_TASK ITEM:_ Please make an exact transcription of all the data that follows.

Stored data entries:
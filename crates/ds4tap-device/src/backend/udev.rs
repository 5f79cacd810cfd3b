use std::borrow::Cow;
use std::ffi::OsStr;
use std::os::unix::io::AsRawFd;
use std::path::PathBuf;

use libudev::{Context, Device, Enumerator, EventType, Monitor, MonitorSocket};

use crate::descriptor::DeviceDescriptor;
use crate::error::{Result, TransportError};
use crate::monitor::{HotplugAction, HotplugEvent};
use crate::transport::{Discovery, EventSource, HotplugStream};

const INPUT_SUBSYSTEM: &str = "input";
const HIDRAW_SUBSYSTEM: &str = "hidraw";

/// Input-subsystem discovery and hot-plug events through libudev.
///
/// libudev handles are not thread safe; create one per thread.
pub struct UdevBackend {
    context: Context,
}

impl UdevBackend {
    pub fn new() -> Result<Self> {
        let context = Context::new().map_err(|e| udev_error(&e))?;
        Ok(Self { context })
    }

    /// Finds the hidraw node under the same HID parent as `device`.
    fn report_node(&self, device: &Device) -> Option<PathBuf> {
        let mut parent = device.parent();
        while let Some(candidate) = parent {
            if candidate.property_value("HID_ID").is_some() {
                let mut enumerator = Enumerator::new(&self.context).ok()?;
                enumerator.match_parent(&candidate).ok()?;
                enumerator.match_subsystem(HIDRAW_SUBSYSTEM).ok()?;
                return enumerator
                    .scan_devices()
                    .ok()?
                    .find_map(|hidraw| hidraw.devnode().map(PathBuf::from));
            }
            parent = candidate.parent();
        }
        None
    }

    fn describe(&self, device: &Device) -> Option<DeviceDescriptor> {
        let node = device.devnode()?.to_string_lossy().into_owned();
        let vendor = property(device, "ID_VENDOR_ID").unwrap_or_default();
        let joystick = property(device, "ID_INPUT_JOYSTICK").as_deref() == Some("1");

        let mut descriptor = DeviceDescriptor::input(node, vendor, joystick);
        if joystick {
            if let Some(hidraw) = self.report_node(device) {
                descriptor = descriptor.with_report_node(hidraw);
            }
        }
        if let Some(name) = property(device, "ID_MODEL") {
            descriptor = descriptor.with_name(name);
        }
        Some(descriptor)
    }
}

impl Discovery for UdevBackend {
    fn enumerate(&self) -> Result<Vec<DeviceDescriptor>> {
        let mut enumerator = Enumerator::new(&self.context).map_err(|e| udev_error(&e))?;
        enumerator
            .match_subsystem(INPUT_SUBSYSTEM)
            .map_err(|e| udev_error(&e))?;
        let devices = enumerator.scan_devices().map_err(|e| udev_error(&e))?;
        Ok(devices.filter_map(|device| self.describe(&device)).collect())
    }
}

impl EventSource for UdevBackend {
    fn subscribe(&self) -> Result<HotplugStream> {
        let mut monitor = Monitor::new(&self.context).map_err(|e| udev_error(&e))?;
        monitor
            .match_subsystem(INPUT_SUBSYSTEM)
            .map_err(|e| udev_error(&e))?;
        let socket = monitor.listen().map_err(|e| udev_error(&e))?;
        let backend = UdevBackend::new()?;
        Ok(Box::new(UdevEvents { socket, backend }))
    }
}

struct UdevEvents {
    socket: MonitorSocket,
    backend: UdevBackend,
}

impl Iterator for UdevEvents {
    type Item = HotplugEvent;

    fn next(&mut self) -> Option<HotplugEvent> {
        loop {
            if let Some(event) = self.socket.receive_event() {
                let action = match event.event_type() {
                    EventType::Add => HotplugAction::Add,
                    EventType::Remove => HotplugAction::Remove,
                    EventType::Change => HotplugAction::Change,
                    EventType::Unknown => HotplugAction::Other("unknown".into()),
                };
                // Parent inputN devices carry no node.
                let Some(descriptor) = self.backend.describe(event.device()) else {
                    continue;
                };
                return Some(HotplugEvent { action, descriptor });
            }
            if let Err(err) = wait_readable(self.socket.as_raw_fd()) {
                log::error!("udev monitor socket failed: {err}");
                return None;
            }
        }
    }
}

/// Blocks until `fd` is readable. Retries on signal interruption.
fn wait_readable(fd: i32) -> std::io::Result<()> {
    let mut pollfd = libc::pollfd {
        fd,
        events: libc::POLLIN,
        revents: 0,
    };
    loop {
        // SAFETY: `pollfd` is a valid, initialised array of one element.
        let ready = unsafe { libc::poll(&mut pollfd, 1, -1) };
        if ready >= 0 {
            return Ok(());
        }
        let err = std::io::Error::last_os_error();
        if err.kind() != std::io::ErrorKind::Interrupted {
            return Err(err);
        }
    }
}

fn property(device: &Device, key: &str) -> Option<String> {
    device
        .property_value(key)
        .map(OsStr::to_string_lossy)
        .map(Cow::into_owned)
}

fn udev_error(err: &libudev::Error) -> TransportError {
    TransportError::Other(format!("udev: {err}"))
}
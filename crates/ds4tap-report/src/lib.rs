//! Decoder for the wired `DualShock` 4 input report.
//!
//! Everything here is pure: a raw report goes in, a [`Telemetry`] value
//! comes out.

mod battery;
mod decode;
mod types;

pub use battery::{BatteryStatus, Peripherals, FULL_LEVEL};
pub use decode::{
    decode, DecodeError, ReportDecoder, Telemetry, FULL_REPORT_LEN, MIN_REPORT_LEN,
    REPORT_ID, TOUCH_REPORT_LEN,
};
pub use types::{Axes3, Button, Buttons, DPad, Stick, TouchPoint, Touchpad};
/// Level reported by the firmware for a full battery.
pub const FULL_LEVEL: u8 = 10;

const LEVEL_MASK: u8 = 0x0F;
const CABLE_BIT: u8 = 4;
const HEADPHONES_BIT: u8 = 5;
const MICROPHONE_BIT: u8 = 6;
const EXTENSION_BIT: u8 = 7;

/// Battery state derived from the controller status byte.
///
/// `percent` is always a multiple of ten in `0..=100`.
#[derive(Debug, Clone, Copy, PartialEq, Eq, Hash, Default)]
pub struct BatteryStatus {
    pub percent: u8,
    pub charging: bool,
}

impl BatteryStatus {
    /// Derives the battery state from the status byte.
    ///
    /// The low nibble is the level, bit 4 is set while a cable powers the
    /// controller. Unplugged controllers report one unit low, and a cabled
    /// level above full means the battery is idle rather than charging.
    pub const fn from_status_byte(byte: u8) -> Self {
        let cable = (byte >> CABLE_BIT) & 1 == 1;
        let mut level = byte & LEVEL_MASK;

        // Must be evaluated before the level is adjusted.
        let charging = cable && level <= FULL_LEVEL;

        if !cable {
            level += 1;
        }
        if level > FULL_LEVEL {
            level = FULL_LEVEL;
        }

        Self {
            percent: level * 10,
            charging,
        }
    }

    pub const fn is_full(&self) -> bool {
        self.percent == 100
    }
}

/// Accessories reported in the upper bits of the status byte.
#[derive(Debug, Clone, Copy, PartialEq, Eq, Hash, Default)]
pub struct Peripherals {
    pub cable: bool,
    pub headphones: bool,
    pub microphone: bool,
    pub extension: bool,
}

impl Peripherals {
    pub const fn from_status_byte(byte: u8) -> Self {
        Self {
            cable: bit(byte, CABLE_BIT),
            headphones: bit(byte, HEADPHONES_BIT),
            microphone: bit(byte, MICROPHONE_BIT),
            extension: bit(byte, EXTENSION_BIT),
        }
    }
}

#[inline]
const fn bit(byte: u8, index: u8) -> bool {
    (byte >> index) & 1 == 1
}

_YOUR SOLUTION:_
filename crates/ds4tap-device/src/backend/udev.rs
repository 5f79cacd810cfd3b
use std::borrow::Cow;
use std::ffi::OsStr;
use std::os::unix::io::AsRawFd;
use std::path::PathBuf;

use libudev::{Context, Device, Enumerator, EventType, Monitor, MonitorSocket};

use crate::descriptor::DeviceDescriptor;
use crate::error::{Result, TransportError};
use crate::monitor::{HotplugAction, HotplugEvent};
use crate::transport::{Discovery, EventSource, HotplugStream};

const INPUT_SUBSYSTEM: &str = "input";
const HIDRAW_SUBSYSTEM: &str = "hidraw";

/// Input-subsystem discovery and hot-plug events through libudev.
///
/// libudev handles are not thread safe; create one per thread.
pub struct UdevBackend {
    context: Context,
}

impl UdevBackend {
    pub fn new() -> Result<Self> {
        let context = Context::new().map_err(|e| udev_error(&e))?;
        Ok(Self { context })
    }

    /// Finds the hidraw node under the same HID parent as `device`.
    fn report_node(&self, device: &Device) -> Option<PathBuf> {
        let mut parent = device.parent();
        while let Some(candidate) = parent {
            if candidate.property_value("HID_ID").is_some() {
                let mut enumerator = Enumerator::new(&self.context).ok()?;
                enumerator.match_parent(&candidate).ok()?;
                enumerator.match_subsystem(HIDRAW_SUBSYSTEM).ok()?;
                return enumerator
                    .scan_devices()
                    .ok()?
                    .find_map(|hidraw| hidraw.devnode().map(PathBuf::from));
            }
            parent = candidate.parent();
        }
        None
    }

    fn describe(&self, device: &Device) -> Option<DeviceDescriptor> {
        let node = device.devnode()?.to_string_lossy().into_owned();
        let vendor = property(device, "ID_VENDOR_ID").unwrap_or_default();
        let joystick = property(device, "ID_INPUT_JOYSTICK").as_deref() == Some("1");

        let mut descriptor = DeviceDescriptor::input(node, vendor, joystick);
        if joystick {
            if let Some(hidraw) = self.report_node(device) {
                descriptor = descriptor.with_report_node(hidraw);
            }
        }
        if let Some(name) = property(device, "ID_MODEL") {
            descriptor = descriptor.with_name(name);
        }
        Some(descriptor)
    }
}

impl Discovery for UdevBackend {
    fn enumerate(&self) -> Result<Vec<DeviceDescriptor>> {
        let mut enumerator = Enumerator::new(&self.context).map_err(|e| udev_error(&e))?;
        enumerator
            .match_subsystem(INPUT_SUBSYSTEM)
            .map_err(|e| udev_error(&e))?;
        let devices = enumerator.scan_devices().map_err(|e| udev_error(&e))?;
        Ok(devices.filter_map(|device| self.describe(&device)).collect())
    }
}

impl EventSource for UdevBackend {
    fn subscribe(&self) -> Result<HotplugStream> {
        let mut monitor = Monitor::new(&self.context).map_err(|e| udev_error(&e))?;
        monitor
            .match_subsystem(INPUT_SUBSYSTEM)
            .map_err(|e| udev_error(&e))?;
        let socket = monitor.listen().map_err(|e| udev_error(&e))?;
        let backend = UdevBackend::new()?;
        Ok(Box::new(UdevEvents { socket, backend }))
    }
}

struct UdevEvents {
    socket: MonitorSocket,
    backend: UdevBackend,
}

impl Iterator for UdevEvents {
    type Item = HotplugEvent;

    fn next(&mut self) -> Option<HotplugEvent> {
        loop {
            if let Some(event) = self.socket.receive_event() {
                let action = match event.event_type() {
                    EventType::Add => HotplugAction::Add,
                    EventType::Remove => HotplugAction::Remove,
                    EventType::Change => HotplugAction::Change,
                    EventType::Unknown => HotplugAction::Other("unknown".into()),
                };
                // Parent inputN devices carry no node.
                let Some(descriptor) = self.backend.describe(event.device()) else {
                    continue;
                };
                return Some(HotplugEvent { action, descriptor });
            }
            if let Err(err) = wait_readable(self.socket.as_raw_fd()) {
                log::error!("udev monitor socket failed: {err}");
                return None;
            }
        }
    }
}

/// Blocks until `fd` is readable. Retries on signal interruption.
fn wait_readable(fd: i32) -> std::io::Result<()> {
    let mut pollfd = libc::pollfd {
        fd,
        events: libc::POLLIN,
        revents: 0,
    };
    loop {
        // SAFETY: `pollfd` is a valid, initialised array of one element.
        let ready = unsafe { libc::poll(&mut pollfd, 1, -1) };
        if ready >= 0 {
            return Ok(());
        }
        let err = std::io::Error::last_os_error();
        if err.kind() != std::io::ErrorKind::Interrupted {
            return Err(err);
        }
    }
}

fn property(device: &Device, key: &str) -> Option<String> {
    device
        .property_value(key)
        .map(OsStr::to_string_lossy)
        .map(Cow::into_owned)
}

fn udev_error(err: &libudev::Error) -> TransportError {
    TransportError::Other(format!("udev: {err}"))
}
filename crates/ds4tap-report/src/lib.rs
//! Decoder for the wired `DualShock` 4 input report.
//!
//! Everything here is pure: a raw report goes in, a [`Telemetry`] value
//! comes out.

mod battery;
mod decode;
mod types;

pub use battery::{BatteryStatus, Peripherals, FULL_LEVEL};
pub use decode::{
    decode, DecodeError, ReportDecoder, Telemetry, FULL_REPORT_LEN, MIN_REPORT_LEN,
    REPORT_ID, TOUCH_REPORT_LEN,
};
pub use types::{Axes3, Button, Buttons, DPad, Stick, TouchPoint, Touchpad};
/// Level reported by the firmware for a full battery.
pub const FULL_LEVEL: u8 = 10;

const LEVEL_MASK: u8 = 0x0F;
const CABLE_BIT: u8 = 4;
const HEADPHONES_BIT: u8 = 5;
const MICROPHONE_BIT: u8 = 6;
const EXTENSION_BIT: u8 = 7;

/// Battery state derived from the controller status byte.
///
/// `percent` is always a multiple of ten in `0..=100`.
#[derive(Debug, Clone, Copy, PartialEq, Eq, Hash, Default)]
pub struct BatteryStatus {
    pub percent: u8,
    pub charging: bool,
}

impl BatteryStatus {
    /// Derives the battery state from the status byte.
    ///
    /// The low nibble is the level, bit 4 is set while a cable powers the
    /// controller. Unplugged controllers report one unit low, and a cabled
    /// level above full means the battery is idle rather than charging.
    pub const fn from_status_byte(byte: u8) -> Self {
        let cable = (byte >> CABLE_BIT) & 1 == 1;
        let mut level = byte & LEVEL_MASK;

        // Must be evaluated before the level is adjusted.
        let charging = cable && level <= FULL_LEVEL;

        if !cable {
            level += 1;
        }
        if level > FULL_LEVEL {
            level = FULL_LEVEL;
        }

        Self {
            percent: level * 10,
            charging,
        }
    }

    pub const fn is_full(&self) -> bool {
        self.percent == 100
    }
}

/// Accessories reported in the upper bits of the status byte.
#[derive(Debug, Clone, Copy, PartialEq, Eq, Hash, Default)]
pub struct Peripherals {
    pub cable: bool,
    pub headphones: bool,
    pub microphone: bool,
    pub extension: bool,
}

impl Peripherals {
    pub const fn from_status_byte(byte: u8) -> Self {
        Self {
            cable: bit(byte, CABLE_BIT),
            headphones: bit(byte, HEADPHONES_BIT),
            microphone: bit(byte, MICROPHONE_BIT),
            extension: bit(byte, EXTENSION_BIT),
        }
    }
}

#[inline]
const fn bit(byte: u8, index: u8) -> bool {
    (byte >> index) & 1 == 1
}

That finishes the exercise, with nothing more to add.